G.S. 29-2(1) provides that: “ ‘Advancement’ means an irrevocable inter vivos gift of property, made by an intestate donor to any person who would be his heir or one of his heirs upon his death, and intended by the intestate donor to enable the donee to anticipate his inheritance to the extent of the gift. . . .”
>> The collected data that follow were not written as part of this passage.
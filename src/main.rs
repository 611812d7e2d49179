//! SCRABDLE - a daily word-placement puzzle for the terminal
//!
//! Same tiles and rules for everyone, every day. Build words, beat the clock.

mod app;
mod config;
mod game;
mod stats;
mod storage;
mod tui;

use anyhow::Context;
use app::{AppCoordinator, Direction, Screen};
use clap::Parser;
use config::{Cli, Command, Options, Paths};
use crossterm::event::{self, Event, KeyCode, KeyEvent, KeyEventKind, KeyModifiers};
use game::dictionary::WordList;
use game::rng::{date_key, today};
use std::fs::File;
use std::path::Path;
use std::sync::{Arc, Mutex};
use std::time::{Duration, Instant};
use storage::Storage;
use tracing::{info, warn};
use tracing_subscriber::EnvFilter;
use tui::Tui;

fn main() -> anyhow::Result<()> {
    let cli = Cli::parse();
    let data_dir = Storage::data_dir().context("could not determine data directory")?;
    let paths = Paths::resolve(&cli.options, &data_dir);
    init_logging(&paths.log_file, cli.options.log_level.as_deref())?;

    match cli.command() {
        Command::Play => play(&cli.options, &paths),
        Command::Leaderboard { date, limit } => {
            print_leaderboard(&paths, date.unwrap_or_else(today), limit)
        }
        Command::Register => register(&paths),
    }
}

/// Log to a file; the terminal belongs to the UI.
fn init_logging(log_file: &Path, level: Option<&str>) -> anyhow::Result<()> {
    if let Some(dir) = log_file.parent() {
        std::fs::create_dir_all(dir)
            .with_context(|| format!("creating log directory {}", dir.display()))?;
    }
    let file = File::options()
        .create(true)
        .append(true)
        .open(log_file)
        .with_context(|| format!("opening log file {}", log_file.display()))?;

    let filter = match level {
        Some(level) => EnvFilter::try_new(level).context("invalid --log-level")?,
        None => EnvFilter::try_from_default_env().unwrap_or_else(|_| EnvFilter::new("info")),
    };

    tracing_subscriber::fmt()
        .with_env_filter(filter)
        .with_writer(Mutex::new(file))
        .with_ansi(false)
        .init();
    Ok(())
}

fn open_storage(paths: &Paths) -> anyhow::Result<Storage> {
    Storage::open(&paths.database)
        .with_context(|| format!("opening database {}", paths.database.display()))
}

/// No configured word list means every word is rejected.
fn load_dictionary(path: Option<&Path>) -> anyhow::Result<WordList> {
    match path {
        Some(path) => {
            let words = WordList::load(path)
                .with_context(|| format!("reading dictionary {}", path.display()))?;
            info!(path = %path.display(), words = words.len(), "dictionary loaded");
            Ok(words)
        }
        None => {
            warn!("no dictionary found, no word will score");
            Ok(WordList::empty())
        }
    }
}

/// Warning shown in the feedback line when nothing can score.
fn dictionary_notice(words: &WordList) -> Option<&'static str> {
    words
        .is_empty()
        .then_some("No dictionary loaded, words will not score (see --dictionary)")
}

fn play(options: &Options, paths: &Paths) -> anyhow::Result<()> {
    let storage = open_storage(paths)?;
    let words = load_dictionary(paths.dictionary.as_deref())?;
    let notice = dictionary_notice(&words);
    let mut coordinator = AppCoordinator::new(storage, Arc::new(words), options.round_seconds, today());
    if let Some(notice) = notice {
        if coordinator.app.feedback.is_empty() {
            coordinator.app.feedback = notice.to_string();
        } else {
            coordinator.app.feedback = format!("{}  {}", notice, coordinator.app.feedback);
        }
    }

    let mut terminal = Tui::new().context("creating terminal")?;
    terminal.enter().context("entering raw mode")?;

    // Main event loop
    let tick_rate = Duration::from_secs(1);
    let mut last_tick = Instant::now();

    loop {
        terminal.draw(|frame| tui::render(frame, &coordinator))?;

        let timeout = tick_rate
            .checked_sub(last_tick.elapsed())
            .unwrap_or(Duration::ZERO);

        if event::poll(timeout)? {
            if let Event::Key(key) = event::read()? {
                // Only handle key press events (not release)
                if key.kind == KeyEventKind::Press {
                    handle_key(&mut coordinator, key);
                }
            }
        }

        if last_tick.elapsed() >= tick_rate {
            coordinator.tick();
            last_tick = Instant::now();
        }

        if coordinator.should_quit {
            break;
        }
    }

    info!("quit");
    // Terminal cleanup happens automatically via Tui::drop
    Ok(())
}

fn handle_key(coordinator: &mut AppCoordinator, key: KeyEvent) {
    if key.modifiers.contains(KeyModifiers::CONTROL) && key.code == KeyCode::Char('c') {
        coordinator.quit();
        return;
    }

    if matches!(coordinator.screen, Screen::PreGame { .. }) {
        match key.code {
            KeyCode::Enter | KeyCode::Char(' ') => coordinator.play(),
            KeyCode::Esc | KeyCode::Char('q') => coordinator.quit(),
            _ => {}
        }
        return;
    }

    if !matches!(coordinator.screen, Screen::Playing) {
        match key.code {
            KeyCode::Esc => coordinator.back(),
            KeyCode::Char('l') => coordinator.toggle_leaderboard(),
            KeyCode::Char('q') => coordinator.quit(),
            _ => {}
        }
        return;
    }

    match key.code {
        KeyCode::Esc => coordinator.back(),
        KeyCode::Up => coordinator.app.move_cursor(Direction::Up),
        KeyCode::Down => coordinator.app.move_cursor(Direction::Down),
        KeyCode::Left => coordinator.app.move_cursor(Direction::Left),
        KeyCode::Right => coordinator.app.move_cursor(Direction::Right),
        KeyCode::Tab => coordinator.app.toggle_focus(),
        KeyCode::Enter | KeyCode::Char(' ') => coordinator.apply(|app| app.on_select()),
        KeyCode::Backspace | KeyCode::Delete => coordinator.apply(|app| app.on_return()),
        KeyCode::Char('r') => coordinator.apply(|app| app.on_refill()),
        KeyCode::Char('f') => coordinator.finish(),
        KeyCode::Char('l') => coordinator.toggle_leaderboard(),
        _ => {}
    }
}

fn print_leaderboard(paths: &Paths, date: chrono::NaiveDate, limit: usize) -> anyhow::Result<()> {
    let storage = open_storage(paths)?;
    let player_id = storage.local_player_id()?;
    let board = storage.leaderboard(&date_key(date), player_id, limit)?;

    println!("Leaderboard for {} ({} players)", board.date, board.total_players);
    if board.top.is_empty() {
        println!("No scores yet.");
        return Ok(());
    }
    for entry in &board.top {
        let marker = if Some(entry.player_id) == player_id { " <- you" } else { "" };
        println!("{}{}", tui::format_entry(entry), marker);
    }
    if let Some(own) = &board.player_rank {
        println!("...");
        println!("{} <- you", tui::format_entry(own));
    }
    Ok(())
}

fn register(paths: &Paths) -> anyhow::Result<()> {
    let mut storage = open_storage(paths)?;
    let existing = storage.local_player_id()?;
    let id = storage.ensure_local_player()?;
    if existing.is_some() {
        println!("Already registered as player {}", id);
    } else {
        println!("Registered as player {}", id);
    }

    let stats = storage.local_stats()?;
    println!("High score: {}", stats.high_score);
    if stats.played_on(&date_key(today())) {
        println!("Today's puzzle is already played.");
    }
    if let Some(last) = stats.last_game {
        println!("Last game: {} scored {}", last.date, last.score);
    }
    Ok(())
}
[1-3] Whether a gift is an advancement depends on the intention of the parent at the time the gift is made. Harrelson v. Gooden, 229 N.C. 654, 50 S.E. 2d 901; Bradsher v. Cannaday, 76 N.C. 445. We think the language in the deed clearly sufficient to permit a determination by the trial court that Mr. and Mrs. Parrish intended the conveyance of the 3-aere parcel of land, *702by deed dated 21 April 1951, as an advancement of the male petitioner’s complete inheritance. Petitioners contend that the language of the deed reflects, at most, only an intention that the conveyance constitute an advancement with respect to the lands of Mr. Parrish. However, the agreement expressed in the deed is that of all the parties, and the land being conveyed belonged to both parents as tenants by the entirety. Where a child accepts a deed with knowledge that the lands conveyed therein represent an advancement of his full share of the parents’ realty, he is estopped to claim any other lands owned by the parents at the time of their deaths. Coward v. Coward, 216 N.C. 506, 5 S.E. 2d 537.

Furthermore, we hold that petitioners are estopped by their stipulation No. 7 from contending that the advancement has no application to Mrs. Parrish’s estate. The stipulation clearly provides that if it is determined that the male petitioner received an advancement through the deed of 21 April 1951, he has received his full share from his mother’s estate.

Petitioners assign as error the court’s refusal to strike from the evidence the agreement, contained in the deed of 21 April 1951, that the lands conveyed represent the entire interest of the male petitioner in the lands of his father. They insist that the statement is immaterial. Far from being immaterial, the statement goes to the very heart of the issue involved in this case. Moreover, petitioners stipulated that this very deed “be admissible in evidence.” We overrule this assignment of error.

Petitioners’ final assignment of error challenges the court’s finding that respondents own the land in question. We agree that title to the property has not been shown to be in respondents in the manner required by decisions in this jurisdiction. See Mobley v. Griffin, 104 N.C. 112, 10 S.E. 142; King v. Lee, 9 N.C. App. 369, 176 S.E. 2d 394. However, this finding may be disregarded as the court’s finding that petitioners had no interest in the property required that the petition be dismissed.

Affirmed.

Chief Judge Mallard and Judge Parker concur.